The leading web 2.0 companies (Uber, Whats-app, Dropbox, Snapchat, Instagram) aren’t just flashes in the pan, but are ecosystems harnessing hundreds of millions users. These companies are creating entire infrastructures and industries. Facebook, Twitter, and Instagram pretty created the entire mobile advertising market. Uber is revolutionizing transportation. Dropbox and Box.com are revolutionizing cloud hosting and data storafe. Pinterest, through its pin boards, is like a digital version of a storefront, perfect for its primary user base: women who like to shop.

But the doubters say we’re in a bubble similar to the 90’s. The problem with using the past to predict the future is that there are often subtleties that can produce wildly diverging outcomes. Yes, like the 90’s, prices are high, but the fundamentals are much better and, despite the high prices, markets are much more sober. Fitbit recently went public and week later has a PE ratio of only 25, and that was after a 30% pop on the IPO. If this were the 90’s, it probably would have a PE ratio of 300.

As shown below, while market capitalization is rising, PE ratios are considerably lower than in the late 90’s during the first tech boom:

That why I’m rationally optimistic.

These app & web 2.0 companies seem to be doing something right to avoid the valuation chopping block that afflicted so many of the earlier internet startups. One reason why app companies, as opposed to sites that that sell physical stuff, are doing so well is that they have better profit margins (and less cash burn) from not having to manufacture, market, ship, and store stuff – and can use network effects for added growth.

Profitably has never been the most pressing concern for these growth companies. Amazon went years before turning a consistent profit, so it’s not like there is a well-defined upper-limit where profitability is mandatory. Investors care less about actual profits than the ability to prove profits can be generated. Once it’s demonstrated/proven that profits can be attained, investors become extremely patient. As long as potential profits keep rising (positive cash flow), the enterprise value will rise, and investors will be happy. Amazon, for example, has a very high and growing cash flow, but profits are low because Amazon management keeps reinvesting its cash back into the business:

All the major brands are lining up behind Snapchat, waiting for their ad platform to go live, and it won’t be long before Snapchat, like Facebook and Twitter, pulls in substantial advertising revenue. The mobile environment is perfect for advertising because the screen is smaller and, unlike on a desktop, you can’t as easily avert your eyes from a mobile advertisement. It’s right in front of your face.

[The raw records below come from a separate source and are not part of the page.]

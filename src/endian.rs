/// Byte order of a UTF-16 or UTF-32 code unit stream.
///
/// Endianness is metadata supplied by the caller (or derived from a byte
/// order mark); it is never guessed from the data itself.
#[derive(Debug, Copy, Clone, PartialEq, Eq)]
pub enum Endianness {
    BigEndian,
    LittleEndian,
}

impl Endianness {
    /// Reconstructs a 16-bit code unit from two raw bytes.
    #[inline]
    pub const fn read_u16(self, bytes: [u8; 2]) -> u16 {
        match self {
            Self::BigEndian => ((bytes[0] as u16) << 8) | bytes[1] as u16,
            Self::LittleEndian => ((bytes[1] as u16) << 8) | bytes[0] as u16,
        }
    }

    /// Reconstructs a 32-bit code unit from four raw bytes.
    #[inline]
    pub const fn read_u32(self, bytes: [u8; 4]) -> u32 {
        match self {
            Self::BigEndian => {
                ((bytes[0] as u32) << 24)
                    | ((bytes[1] as u32) << 16)
                    | ((bytes[2] as u32) << 8)
                    | bytes[3] as u32
            }
            Self::LittleEndian => {
                ((bytes[3] as u32) << 24)
                    | ((bytes[2] as u32) << 16)
                    | ((bytes[1] as u32) << 8)
                    | bytes[0] as u32
            }
        }
    }

    /// Decomposes a 32-bit code unit into four raw bytes.
    #[inline]
    pub const fn write_u32(self, value: u32) -> [u8; 4] {
        match self {
            Self::BigEndian => [
                (value >> 24) as u8,
                (value >> 16) as u8,
                (value >> 8) as u8,
                value as u8,
            ],
            Self::LittleEndian => [
                value as u8,
                (value >> 8) as u8,
                (value >> 16) as u8,
                (value >> 24) as u8,
            ],
        }
    }
}

#[cfg(test)]
mod tests {
    use super::Endianness;

    #[test]
    fn read_u16_both_orders() {
        assert_eq!(Endianness::BigEndian.read_u16([0xFE, 0xFF]), 0xFEFF);
        assert_eq!(Endianness::LittleEndian.read_u16([0xFE, 0xFF]), 0xFFFE);
    }

    #[test]
    fn read_u32_both_orders() {
        let bytes = [0x00, 0x01, 0xF6, 0x00];
        assert_eq!(Endianness::BigEndian.read_u32(bytes), 0x0001_F600);
        assert_eq!(Endianness::LittleEndian.read_u32(bytes), 0x00F6_0100);
    }

    #[test]
    fn write_u32_inverts_read_u32() {
        for endianness in [Endianness::BigEndian, Endianness::LittleEndian] {
            for value in [0u32, 0x7F, 0xFEFF, 0x1F600, 0x10FFFF] {
                assert_eq!(endianness.read_u32(endianness.write_u32(value)), value);
            }
        }
    }
}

For valuations to fall meaningfully, it would probably require a large bear market for the Nasdaq, similar to that of 2000 and 2008. Like Facebook and Google, the most successful app/website companies, such as Snapchat and Uber, are well-insulated from macro factors and would probably only see a small decline in valuation and or delay in going IPO, but this would be temporary. But I am pessimistic about the hardware unicorns (Fitbit, Skullcandy, GoPro, Jawbone) as opposed to the app/website ones, so It’s not like I am emphatically bullish about everything, and these hardware companies would fare much worse during a correction. The fact that hardware unicorns trade at a much smaller multiple than website/app ones is evidence of this vulnerability to macro economic factors, and the general tendency of hardware to be susceptible to fads and change in user tastes.